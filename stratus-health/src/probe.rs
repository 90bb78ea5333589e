//! Liveness probe abstraction.

use std::future::Future;
use std::pin::Pin;
use std::time::Duration;

use stratus_core::{Endpoint, StratusError};

/// A single liveness check against one endpoint.
///
/// The monitor prefers an application-level probe (a no-op call answered by
/// the remote dispatcher); `TcpProber` is the bare transport-level fallback
/// used when no registered service claims the endpoint.
pub trait Prober: Send + Sync + 'static {
    /// Probe one endpoint, bounded by `timeout`.
    fn probe(
        &self,
        endpoint: Endpoint,
        timeout: Duration,
    ) -> Pin<Box<dyn Future<Output = Result<(), StratusError>> + Send + '_>>;
}

/// Transport-level probe: a bare TCP connect within the timeout.
#[derive(Debug, Clone, Copy, Default)]
pub struct TcpProber;

impl TcpProber {
    /// Create a new TCP prober.
    #[must_use]
    pub fn new() -> Self {
        Self
    }
}

impl Prober for TcpProber {
    fn probe(
        &self,
        endpoint: Endpoint,
        timeout: Duration,
    ) -> Pin<Box<dyn Future<Output = Result<(), StratusError>> + Send + '_>> {
        Box::pin(async move {
            match tokio::time::timeout(timeout, tokio::net::TcpStream::connect(endpoint.addr()))
                .await
            {
                Ok(Ok(_stream)) => Ok(()),
                Ok(Err(e)) => Err(StratusError::Communication(e.into())),
                Err(_) => Err(StratusError::Timeout(timeout)),
            }
        })
    }
}
//! Wire codec trait seam.

use crate::envelope::WireMessage;
use crate::error::CodecError;

/// Byte-level encoding of wire messages.
///
/// The runtime treats both envelope kinds as opaque payloads once encoded;
/// everything byte-shaped lives behind this trait so a deployment can swap
/// the default codec for its own format.
pub trait WireCodec: Send + Sync + 'static {
    /// Encode a message into bytes.
    fn encode(&self, message: &WireMessage) -> Result<Vec<u8>, CodecError>;

    /// Decode a message from bytes.
    fn decode(&self, bytes: &[u8]) -> Result<WireMessage, CodecError>;
}
//! # Stratus
//!
//! Health-aware connection and invocation layer for RPC micro-services.
//!
//! Stratus lets a process call named services hosted on other processes,
//! keeps track of which remote endpoints are alive, and routes incoming
//! calls to local handlers:
//!
//! - **Correlation** - replies are matched to calls solely by correlation
//!   id over shared connections
//! - **Connection cache** - at most one live connection per endpoint,
//!   single-flighted under concurrent first use, evicted on send failure
//! - **Health monitoring** - periodic probing with consecutive-failure
//!   hysteresis, eviction notifications, and out-of-band failure signals
//! - **Dispatch** - explicit service registration, wait-for-completion or
//!   fire-and-forget execution, exception-chain capture
//!
//! ## Quick Start
//!
//! ```rust
//! use stratus::{CallContext, CallEnvelope, CorrelationId, Endpoint};
//!
//! // Endpoints identify remote processes
//! let endpoint: Endpoint = "10.0.0.1:9000".parse().unwrap();
//! assert_eq!(endpoint.port(), 9000);
//!
//! // Calls carry a caller-generated correlation id
//! let call = CallEnvelope::new(CorrelationId::generate(), "billing")
//!     .param("invoice", b"INV-1".to_vec())
//!     .attach("tenant", "acme");
//! assert_eq!(call.service_id, "billing");
//!
//! // Contexts bound every call with a deadline
//! let ctx = CallContext::with_timeout(std::time::Duration::from_secs(5));
//! assert!(ctx.deadline.is_some());
//! ```
//!
//! ## Architecture
//!
//! Stratus is composed of several crates:
//!
//! - [`stratus-core`](stratus_core) - Core types, traits, and error definitions
//! - [`stratus-codec`](stratus_codec) - Framing and the default envelope codec
//! - [`stratus-transport`](stratus_transport) - Correlation, connection cache, invoker
//! - [`stratus-health`](stratus_health) - Health monitoring and the registry seam
//! - [`stratus-dispatch`](stratus_dispatch) - Server-side dispatch and execution

// Re-export core types
pub use stratus_core::{
    Attachments, CallContext, CallEnvelope, CodecError, CorrelationId, Endpoint,
    EndpointParseError, ResultEnvelope, ServiceError, StatusCode, StratusError, TransportError,
    WireCodec, WireMessage, PING_SERVICE_ID,
};

// Re-export codec
pub use stratus_codec::{EnvelopeCodec, FrameCodec, DEFAULT_MAX_FRAME_SIZE};

// Re-export transport
pub use stratus_transport::{
    CallTarget, ConnectConfig, Connection, ConnectionCache, InvokerConfig, Multiplexer,
    PendingCall, RemoteInvoker, RpcProber,
};

// Re-export health
pub use stratus_health::{
    AddressRegistry, HealthConfig, HealthEvent, HealthMonitor, Prober, RegistryEvent,
    StaticAddressRegistry, TcpProber,
};

// Re-export dispatch
pub use stratus_dispatch::{
    exception_chain, handler_fn, Dispatcher, ReplySink, Server, ServerConfig, ServerHandle,
    ServiceEntry, ServiceHandler, ServiceRegistry,
};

Problem requirements | Once a line of the records is found to contain "CallContext", copy it out.

Task response |
//! use stratus::{CallContext, CallEnvelope, CorrelationId, Endpoint};
//! let ctx = CallContext::with_timeout(std::time::Duration::from_secs(5));
    Attachments, CallContext, CallEnvelope, CodecError, CorrelationId, Endpoint,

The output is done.